The running joke up in the Braves executive box dates back to shortly after the lopsided 2015 winter meeting trade that netted, among other commodities, All-Star centerfielder Ender Inciarte.
So busy were the two Johns – Hart and Coppolella – moving pieces that no one was safe. But Bobby Cox, the ol’ skipper with a little GM in him, too, needed some safe harbor in the roiling seas of the Braves rebuild. Thus whenever he saw the chance, he’d plead with leadership: “Don’t trade this guy. Don’t trade this guy.” That guy was Inciarte.
“So, now,” Coppolella said, “every time we see Bobby and Ender ends up making a good play, we just turn to Bobby and say, ‘Don’t trade this guy.’ And we laugh.”
All laughter concerning that trade is most assuredly one-sided.
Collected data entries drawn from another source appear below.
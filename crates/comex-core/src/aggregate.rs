//! Trade-flow aggregation by destination.

use std::collections::HashMap;

use crate::models::{DestinationAggregate, TradeFlow};

/// Sums volume and value per destination country.
///
/// Output order is the order in which each destination first appears in
/// `rows`. Ranking relies on this: equal scores keep aggregation order.
pub fn aggregate_by_destination(rows: &[TradeFlow]) -> Vec<DestinationAggregate> {
    let mut index: HashMap<&str, usize> = HashMap::new();
    let mut out: Vec<DestinationAggregate> = Vec::new();

    for row in rows {
        let slot = *index
            .entry(row.destination_country.as_str())
            .or_insert_with(|| {
                out.push(DestinationAggregate {
                    country_code: row.destination_country.clone(),
                    volume: 0.0,
                    value_usd: 0.0,
                    rows: 0,
                });
                out.len() - 1
            });
        let agg = &mut out[slot];
        agg.volume += row.volume;
        agg.value_usd += row.value_usd;
        agg.rows += 1;
    }

    out
}

#[cfg(test)]
mod tests {
    use super::*;
    use crate::models::HsCode;

    fn flow(dest: &str, year: i32, volume: f64, value: f64) -> TradeFlow {
        TradeFlow {
            hs_code: HsCode::parse("0901").unwrap(),
            origin_country: "BR".to_string(),
            destination_country: dest.to_string(),
            year,
            volume,
            value_usd: value,
        }
    }

    #[test]
    fn test_aggregate_empty() {
        assert!(aggregate_by_destination(&[]).is_empty());
    }

    #[test]
    fn test_aggregate_sums_per_destination() {
        let rows = vec![
            flow("US", 2022, 100.0, 1000.0),
            flow("DE", 2022, 50.0, 600.0),
            flow("US", 2023, 20.0, 250.0),
        ];
        let aggs = aggregate_by_destination(&rows);
        assert_eq!(aggs.len(), 2);
        assert_eq!(aggs[0].country_code, "US");
        assert_eq!(aggs[0].volume, 120.0);
        assert_eq!(aggs[0].value_usd, 1250.0);
        assert_eq!(aggs[0].rows, 2);
        assert_eq!(aggs[1].country_code, "DE");
        assert_eq!(aggs[1].rows, 1);
    }

    #[test]
    fn test_aggregate_first_seen_order() {
        let rows = vec![
            flow("JP", 2023, 1.0, 1.0),
            flow("CN", 2023, 99.0, 1.0),
            flow("JP", 2023, 1.0, 1.0),
            flow("AE", 2023, 5.0, 1.0),
        ];
        let order: Vec<String> = aggregate_by_destination(&rows)
            .into_iter()
            .map(|a| a.country_code)
            .collect();
        assert_eq!(order, vec!["JP", "CN", "AE"]);
    }
}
The donor in that deal – the Arizona Diamondbacks – just left town having been swept in a three-game series. Over those three games, Inciarte was 7-for-13, raising his season average to .310.
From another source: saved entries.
//! In-memory [`TradeStore`] implementation for tests.
//!
//! Uses `Vec`s behind `std::sync::RwLock`.

use std::sync::RwLock;

use anyhow::{anyhow, Result};
use async_trait::async_trait;

use crate::models::{RegulatoryRule, TariffLine, TradeFlow};

use super::{hs_related, TradeStore};

struct StoredFlow {
    flow: TradeFlow,
    source: String,
}

/// In-memory store for testing.
pub struct InMemoryStore {
    flows: RwLock<Vec<StoredFlow>>,
    tariffs: RwLock<Vec<TariffLine>>,
    rules: RwLock<Vec<RegulatoryRule>>,
}

impl InMemoryStore {
    pub fn new() -> Self {
        Self {
            flows: RwLock::new(Vec::new()),
            tariffs: RwLock::new(Vec::new()),
            rules: RwLock::new(Vec::new()),
        }
    }
}

impl Default for InMemoryStore {
    fn default() -> Self {
        Self::new()
    }
}

fn poisoned<T>(_: T) -> anyhow::Error {
    anyhow!("in-memory store lock poisoned")
}

#[async_trait]
impl TradeStore for InMemoryStore {
    async fn insert_trade_flows(&self, flows: &[TradeFlow], source: &str) -> Result<usize> {
        for flow in flows {
            flow.validate()?;
        }
        let mut stored = self.flows.write().map_err(poisoned)?;
        stored.extend(flows.iter().map(|f| StoredFlow {
            flow: f.clone(),
            source: source.to_string(),
        }));
        Ok(flows.len())
    }

    async fn delete_trade_flows(&self, source: &str) -> Result<u64> {
        let mut stored = self.flows.write().map_err(poisoned)?;
        let before = stored.len();
        stored.retain(|s| s.source != source);
        Ok((before - stored.len()) as u64)
    }

    async fn trade_flows(&self, hs_code: &str, year: Option<i32>) -> Result<Vec<TradeFlow>> {
        let stored = self.flows.read().map_err(poisoned)?;
        Ok(stored
            .iter()
            .filter(|s| hs_related(s.flow.hs_code.as_str(), hs_code))
            .filter(|s| year.map_or(true, |y| s.flow.year == y))
            .map(|s| s.flow.clone())
            .collect())
    }

    async fn tariff_lines(&self) -> Result<Vec<TariffLine>> {
        Ok(self.tariffs.read().map_err(poisoned)?.clone())
    }

    async fn regulatory_rules(&self) -> Result<Vec<RegulatoryRule>> {
        Ok(self.rules.read().map_err(poisoned)?.clone())
    }

    async fn replace_reference_data(
        &self,
        tariffs: &[TariffLine],
        rules: &[RegulatoryRule],
    ) -> Result<()> {
        *self.tariffs.write().map_err(poisoned)? = tariffs.to_vec();
        *self.rules.write().map_err(poisoned)? = rules.to_vec();
        Ok(())
    }
}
At the time of the five-player trade – Braves starter Shelby Miller and minor league pitcher Gabe Speier for Inciarte, infielder Dansby Swanson and pitcher Aaron Blair – another name was dominating the discussion.
That would be Swanson, the Marietta kid whose Braves homecoming contained trace elements of fairy dust. When called up last season, his splash was wave pool-worthy. This season, not so much. There are issues with both the mediums of leather and wood.
Meanwhile, the outfielder for whom the Diamondbacks could find no secure place is making himself into an elite, some would say elegant, player.
And dare we say that Inciarte has transformed into the rarest of Brave – the untouchable player when talk turns to the next shape-shifting trade? The status that only Freddie Freeman enjoys.
No, certainly, do not trade this guy.
“He’ll be in centerfield in SunTrust Field for a long, long time,” Coppolella said during a pre-All-Star break conversation. We’ll hold him to that.
This resumption of play after the All-Stars got through taking all their selfies has been very good thus far for the now .500 Braves. Particularly so for the GM, given that Arizona happened to swing through town, providing a handy reference to the best deal of his brief regime.
Coppolella resisted any urge to do a home run trot around the bases or spike his overheated cellphone in triumph at the close of the Arizona series Sunday. In fact, when discussing the trade earlier, he expressed puzzlement as much anything else.
“The biggest surprise for me is what happened to Shelby Miller,” he said. (Miller struggled in the desert and is now recovering from Tommy John surgery.)
“Shelby Miller was really good for us,” Coppolella said. “He threw a shutout (eight innings) the last game of the (2015) season. He was our lone All-Star in 2015.
“We felt we were getting back good value which was important to us because we felt we were trading away a front-line type starter. People always ask me: Did you see something coming with Shelby Miller? To which we say, no way. This was a guy who finished the year strong. Had great make-up. A great arm. Just shows you it’s a tough game. You can make the right move for the right reasons and it just doesn’t work out. These are people, not robots.”
There is the lesson for today: General managers in general resist the urge to talk trash after a big win. They do not gloat. They do not roast marshmallows on the bonfire of their victories.
Good to know.
A Braves general manager is going into the Hall of Fame at the end of the month. To get there, John Schuerholz had to swing a passel of deals that favored his franchises in Kansas City and Atlanta.
At this stage of his career, Coppolella knows any comparisons between Schuerholz and himself are superficial at best. “We have the same first name. We have 10 letters in our last names. We both started out from the very bottom and worked our way up. That’s about it,” he said.
Just a couple dozen more maneuvers like the one that delivered Inciarte, that’s all, and Coppolella will draw a little nearer his front office forefather.